* Exercise *
Only a number is required: the count of lines in the material below that contain "String".

Data to examine Block Start

// ============================================================
// Layer 3 — Domain Layer
// ============================================================
// Plain data types and traits that define what the service
// exchanges with its callers:
//
//   envelope.rs    — the discriminator + payload wrapper
//   document.rs    — Document / View / Annotation
//   descriptor.rs  — static service metadata
//   vocabulary.rs  — LAPPS URIs and feature names
//   traits.rs      — Segmenter and ProcessingService seams
//
// No tokenizer code and no I/O lives here.

pub mod descriptor;
pub mod document;
pub mod envelope;
pub mod traits;
pub mod vocabulary;
// ABOUTME: Lens entity owned by one user and referenced by frames
// ABOUTME: Stores focal length and the min/max aperture range

use sea_orm::entity::prelude::*;
use serde::Serialize;

#[derive(Clone, Debug, PartialEq, DeriveEntityModel, Serialize)]
#[sea_orm(table_name = "lenses")]
pub struct Model {
    #[sea_orm(primary_key)]
    pub id: i32,
    pub name: String,
    pub focal_length: Option<String>,
    pub min_aperture: String,
    pub max_aperture: String,
    pub serial_number: Option<String>,
    pub user_id: i32,
}

#[derive(Copy, Clone, Debug, EnumIter, DeriveRelation)]
pub enum Relation {
    #[sea_orm(
        belongs_to = "super::user::Entity",
        from = "Column::UserId",
        to = "super::user::Column::Id"
    )]
    User,
    #[sea_orm(has_many = "super::frame::Entity")]
    Frames,
}

impl Related<super::user::Entity> for Entity {
    fn to() -> RelationDef {
        Relation::User.def()
    }
}

impl Related<super::frame::Entity> for Entity {
    fn to() -> RelationDef {
        Relation::Frames.def()
    }
}

impl ActiveModelBehavior for ActiveModel {}
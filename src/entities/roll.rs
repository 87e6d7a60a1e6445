// ABOUTME: Roll entity for a single unit of film owned by one user
// ABOUTME: Carries film stock metadata and owns an ordered sequence of frames

use sea_orm::entity::prelude::*;
use serde::Serialize;

#[derive(Clone, Debug, PartialEq, DeriveEntityModel, Serialize)]
#[sea_orm(table_name = "rolls")]
pub struct Model {
    #[sea_orm(primary_key)]
    pub id: i32,
    pub name: String,
    pub film_manufacturer: String,
    pub film_type: String,
    pub iso: i32,
    pub user_id: i32,
}

#[derive(Copy, Clone, Debug, EnumIter, DeriveRelation)]
pub enum Relation {
    #[sea_orm(
        belongs_to = "super::user::Entity",
        from = "Column::UserId",
        to = "super::user::Column::Id"
    )]
    User,
    #[sea_orm(has_many = "super::frame::Entity")]
    Frames,
}

impl Related<super::user::Entity> for Entity {
    fn to() -> RelationDef {
        Relation::User.def()
    }
}

impl Related<super::frame::Entity> for Entity {
    fn to() -> RelationDef {
        Relation::Frames.def()
    }
}

impl ActiveModelBehavior for ActiveModel {}
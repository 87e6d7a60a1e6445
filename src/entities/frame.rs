// ABOUTME: Frame entity for one exposure within a roll
// ABOUTME: Holds exposure settings, optional upload reference, and nullable equipment links

use sea_orm::entity::prelude::*;
use serde::Serialize;

#[derive(Clone, Debug, PartialEq, DeriveEntityModel, Serialize)]
#[sea_orm(table_name = "frames")]
pub struct Model {
    #[sea_orm(primary_key)]
    pub id: i32,
    pub filename: Option<String>,
    pub shutter_speed: Option<String>,
    pub aperture: Option<String>,
    pub image_file: Option<String>,
    pub frame_number: i32,
    pub roll_id: i32,
    pub camera_id: Option<i32>,
    pub lens_id: Option<i32>,
    pub filter_id: Option<i32>,
}

#[derive(Copy, Clone, Debug, EnumIter, DeriveRelation)]
pub enum Relation {
    #[sea_orm(
        belongs_to = "super::roll::Entity",
        from = "Column::RollId",
        to = "super::roll::Column::Id"
    )]
    Roll,
    #[sea_orm(
        belongs_to = "super::camera::Entity",
        from = "Column::CameraId",
        to = "super::camera::Column::Id"
    )]
    Camera,
    #[sea_orm(
        belongs_to = "super::lens::Entity",
        from = "Column::LensId",
        to = "super::lens::Column::Id"
    )]
    Lens,
    #[sea_orm(
        belongs_to = "super::filter::Entity",
        from = "Column::FilterId",
        to = "super::filter::Column::Id"
    )]
    Filter,
}

impl Related<super::roll::Entity> for Entity {
    fn to() -> RelationDef {
        Relation::Roll.def()
    }
}

impl Related<super::camera::Entity> for Entity {
    fn to() -> RelationDef {
        Relation::Camera.def()
    }
}

impl Related<super::lens::Entity> for Entity {
    fn to() -> RelationDef {
        Relation::Lens.def()
    }
}

impl Related<super::filter::Entity> for Entity {
    fn to() -> RelationDef {
        Relation::Filter.def()
    }
}

impl ActiveModelBehavior for ActiveModel {}
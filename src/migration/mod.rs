// ABOUTME: SeaORM migration module for database schema management
// ABOUTME: Handles initial schema creation and future migrations

use sea_orm_migration::prelude::*;

pub struct Migrator;

#[async_trait::async_trait]
impl MigratorTrait for Migrator {
    fn migrations() -> Vec<Box<dyn MigrationTrait>> {
        vec![Box::new(m20250801_000001_create_initial_tables::Migration)]
    }
}

pub mod m20250801_000001_create_initial_tables;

Data to examine Block End

* Answer box *
12